* PROVIDED RECORDS:
※ ※ ※

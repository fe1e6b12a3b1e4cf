// src/cli.rs
use std::path::PathBuf;

use clap::{Args, Parser, Subcommand};

#[derive(Parser)]
#[command(
    name = "registration_demo",
    version,
    about = "Fill, submit and reset a registration form"
)]
pub struct Cli {
    /// Validator config file (TOML or JSON5)
    #[arg(long, global = true)]
    pub config: Option<PathBuf>,

    /// Log filter, e.g. `debug` or `form_validator=trace` (overrides RUST_LOG)
    #[arg(long, global = true)]
    pub log: Option<String>,

    #[command(subcommand)]
    pub cmd: Cmd,
}

#[derive(Subcommand)]
pub enum Cmd {
    /// Fill the form and submit it
    Submit(SubmitArgs),
    /// Fill the form, submit it, then press the reset button
    ///
    /// The reset button is disabled while a successful submission is locked,
    /// so a locked form is reset only once the lockout is over.
    Reset(SubmitArgs),
}

#[derive(Args, Clone)]
pub struct SubmitArgs {
    #[arg(long, default_value = "")]
    pub name: String,
    #[arg(long, default_value = "")]
    pub email: String,
    #[arg(long, default_value = "")]
    pub password: String,
    #[arg(long, default_value = "")]
    pub confirm: String,
    /// Phone number (optional)
    #[arg(long)]
    pub number: Option<String>,

    /// Build the page without the registration form (the validator stays detached)
    #[arg(long)]
    pub no_form: bool,

    /// Print a JSON summary instead of HTML snapshots
    #[arg(long)]
    pub json: bool,

    /// Also print the page once the lockout window is over
    #[arg(long)]
    pub wait: bool,
}
//! Registration form validator.
//!
//! Owns the document and reacts to form events the way a page script would:
//!
//! ```text
//! Idle --submit--> (validate) --invalid--> Idle   (danger alert, errors shown)
//!                             --valid----> Locked (success alert, controls disabled)
//! Locked --unlock timer--> Idle (form reset: controls enabled, fields, errors and alert cleared)
//! ```
//!
//! Operations are synchronous and return the timer [`Effect`]s the caller must
//! carry out. Each submission and each reset cancels whatever the previous
//! cycle left pending.

use std::collections::BTreeMap;

use serde::Serialize;
use tracing::{debug, info, warn};

use crate::accessor::{DocumentFields, FieldAccessor};
use crate::config::ValidatorConfig;
use crate::dom::{Document, NodeId};
use crate::effects::{Effect, FormEvent, ScheduledTask, TaskId};
use crate::errors::Result;
use crate::field::FieldKey;
use crate::render::{AlertVariant, FormRenderer};
use crate::rules::{self, ValidationReport};
use crate::state::FormValues;

pub const INVALID_SUMMARY: &str = "Please fix the errors above and try again.";
pub const SUCCESS_SUMMARY: &str = "Registration successful — thank you!";

/// Lifecycle phase between events. Validation itself is instantaneous and
/// never observable as a phase.
#[derive(Debug, Clone, Copy, PartialEq, Eq, Serialize)]
pub enum Phase {
    /// Editable, accepting submissions.
    Idle,
    /// Successful submission in flight; controls are disabled.
    Locked,
}

pub struct FormValidator {
    document: Document,
    form: NodeId,
    config: ValidatorConfig,
    phase: Phase,
    next_task: u64,
    pending: BTreeMap<TaskId, ScheduledTask>,
    last_report: Option<ValidationReport>,
}

impl FormValidator {
    /// Bind to the first element carrying the configured form class.
    ///
    /// Returns `None` when the document has no such form; pages without a
    /// registration form simply get no validator.
    pub fn attach(document: Document, config: ValidatorConfig) -> Option<Self> {
        let Some(form) = document.query_root_by_class(&config.form_class) else {
            debug!("No .{} in document; validator not attached", config.form_class);
            return None;
        };
        debug!("Validator attached to form {}", form);
        Some(Self {
            document,
            form,
            config,
            phase: Phase::Idle,
            next_task: 0,
            pending: BTreeMap::new(),
            last_report: None,
        })
    }

    pub fn document(&self) -> &Document {
        &self.document
    }

    /// Direct access for hosts that edit the page outside of form events.
    pub fn document_mut(&mut self) -> &mut Document {
        &mut self.document
    }

    pub fn form(&self) -> NodeId {
        self.form
    }

    pub fn config(&self) -> &ValidatorConfig {
        &self.config
    }

    pub fn phase(&self) -> Phase {
        self.phase
    }

    /// Outcome of the most recent submission.
    pub fn last_report(&self) -> Option<&ValidationReport> {
        self.last_report.as_ref()
    }

    /// Ids of scheduled tasks still considered live.
    pub fn pending_tasks(&self) -> impl Iterator<Item = (&TaskId, &ScheduledTask)> {
        self.pending.iter()
    }

    pub fn values(&self) -> FormValues {
        self.fields().snapshot()
    }

    pub fn fields(&self) -> DocumentFields<'_> {
        DocumentFields::new(&self.document, self.form)
    }

    fn renderer(&mut self) -> FormRenderer<'_> {
        FormRenderer::new(&mut self.document, &self.config)
    }

    /// Dispatch a single event.
    pub fn handle(&mut self, event: FormEvent) -> Result<Vec<Effect>> {
        debug!("Form event: {:?}", event);
        match event {
            FormEvent::Input { target } => {
                self.on_input(target)?;
                Ok(Vec::new())
            }
            FormEvent::Reset => self.on_reset(),
            FormEvent::Submit => self.on_submit(),
            FormEvent::Timer(id) => self.on_timer(id),
        }
    }

    /// Set a field's value the way typing would, then fire the input event.
    ///
    /// Absent fields are ignored.
    pub fn enter_value(&mut self, field: FieldKey, value: impl Into<String>) -> Result<()> {
        let Some(target) = self.fields().element(field) else {
            debug!("Ignoring input for missing field #{}", field);
            return Ok(());
        };
        self.document.set_value(target, value)?;
        self.on_input(target)
    }

    /// A control's value changed: drop its error annotation.
    pub fn on_input(&mut self, target: NodeId) -> Result<()> {
        if !self.document.is_editable(target)? {
            return Ok(());
        }
        self.renderer().clear_error(target)?;
        Ok(())
    }

    /// Form reset: empty the fields and remove every annotation and alert.
    ///
    /// A reset during the lockout window ends it early.
    pub fn on_reset(&mut self) -> Result<Vec<Effect>> {
        if self.phase == Phase::Locked {
            info!("Reset during lockout; controls re-enabled");
        }
        self.reset_form()
    }

    /// Shared by user resets and the end of the lockout: cancel whatever is
    /// pending, unlock the controls and bring the form back to its initial state.
    fn reset_form(&mut self) -> Result<Vec<Effect>> {
        let effects = self.cancel_pending();
        let form = self.form;
        let mut r = self.renderer();
        r.set_controls_disabled(form, false)?;
        r.clear_fields(form)?;
        r.clear_all_errors(form)?;
        r.remove_alert(form)?;
        self.phase = Phase::Idle;
        self.last_report = None;
        Ok(effects)
    }

    /// Form submission: validate every field and render the outcome.
    pub fn on_submit(&mut self) -> Result<Vec<Effect>> {
        let values = self.values();
        self.submit_values(values)
    }

    /// Submit with values read through `fields` instead of the document.
    ///
    /// Feedback is still rendered next to the document's own field elements.
    pub fn submit_from<A: FieldAccessor>(&mut self, fields: &A) -> Result<Vec<Effect>> {
        self.submit_values(fields.snapshot())
    }

    fn submit_values(&mut self, values: FormValues) -> Result<Vec<Effect>> {
        if self.phase == Phase::Locked {
            // the submit control is disabled while locked
            warn!("Submit ignored: submission already in flight");
            return Ok(Vec::new());
        }

        let mut effects = self.cancel_pending();
        let report = rules::validate(&values);
        self.render_report(&report)?;

        let form = self.form;
        if !report.is_valid() {
            info!(
                "Registration rejected: {} field(s) invalid",
                report.failures().count()
            );
            self.renderer()
                .show_alert(form, INVALID_SUMMARY, AlertVariant::Danger)?;
            self.last_report = Some(report);
            return Ok(effects);
        }

        info!("Registration accepted; locking form for {} ms", self.config.lockout_ms);
        let alert = self
            .renderer()
            .show_alert(form, SUCCESS_SUMMARY, AlertVariant::Success)?;
        self.renderer().set_controls_disabled(form, true)?;
        self.phase = Phase::Locked;
        self.last_report = Some(report);

        let dismiss_delay = self.config.alert_dismiss_delay();
        let lockout_delay = self.config.lockout_delay();
        effects.push(self.schedule(ScheduledTask::DismissAlert { alert }, dismiss_delay));
        effects.push(self.schedule(ScheduledTask::Unlock, lockout_delay));
        Ok(effects)
    }

    /// A scheduled task fired. Cancelled or unknown ids are ignored.
    pub fn on_timer(&mut self, id: TaskId) -> Result<Vec<Effect>> {
        let Some(task) = self.pending.remove(&id) else {
            warn!("Ignoring stale timer {}", id);
            return Ok(Vec::new());
        };
        debug!("Running {} ({})", task, id);
        match task {
            ScheduledTask::DismissAlert { alert } => {
                if self.document.contains(alert) {
                    self.document.delete(alert)?;
                }
                Ok(Vec::new())
            }
            ScheduledTask::Unlock => {
                info!("Lockout over; resetting form");
                self.reset_form()
            }
        }
    }

    /// Replace every field's annotation with what the report says.
    fn render_report(&mut self, report: &ValidationReport) -> Result<()> {
        for field in FieldKey::all() {
            let Some(node) = self.fields().element(field) else {
                if let Some(message) = report.error_for(field) {
                    debug!("#{} missing from form: {}", field, message);
                }
                continue;
            };
            match report.error_for(field) {
                Some(message) => self.renderer().set_error(node, message)?,
                None => self.renderer().clear_error(node)?,
            }
        }
        Ok(())
    }

    fn schedule(&mut self, task: ScheduledTask, delay: std::time::Duration) -> Effect {
        self.next_task += 1;
        let id = TaskId(self.next_task);
        self.pending.insert(id, task);
        Effect::Schedule { id, task, delay }
    }

    fn cancel_pending(&mut self) -> Vec<Effect> {
        std::mem::take(&mut self.pending)
            .into_keys()
            .map(Effect::Cancel)
            .collect()
    }
}
use color_eyre::Result;
use tracing_subscriber::{fmt, layer::SubscriberExt, util::SubscriberInitExt, EnvFilter};

/// Console logging to stderr; stdout is reserved for the page output.
///
/// Filter precedence: `--log`, then `RUST_LOG`, then `info`.
pub fn init(filter: Option<&str>) -> Result<()> {
    let filter = match filter {
        Some(directives) => EnvFilter::try_new(directives)?,
        None => EnvFilter::try_from_default_env().unwrap_or_else(|_| EnvFilter::new("info")),
    };

    let console_layer = fmt::layer().with_target(false).with_writer(std::io::stderr);

    tracing_subscriber::registry()
        .with(filter)
        .with(console_layer)
        .try_init()?;
    Ok(())
}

※ ※ ※

Count the lines above in which the string "Ignoring" occurs, and write the number with no other text.

* RESPONSE AREA: 2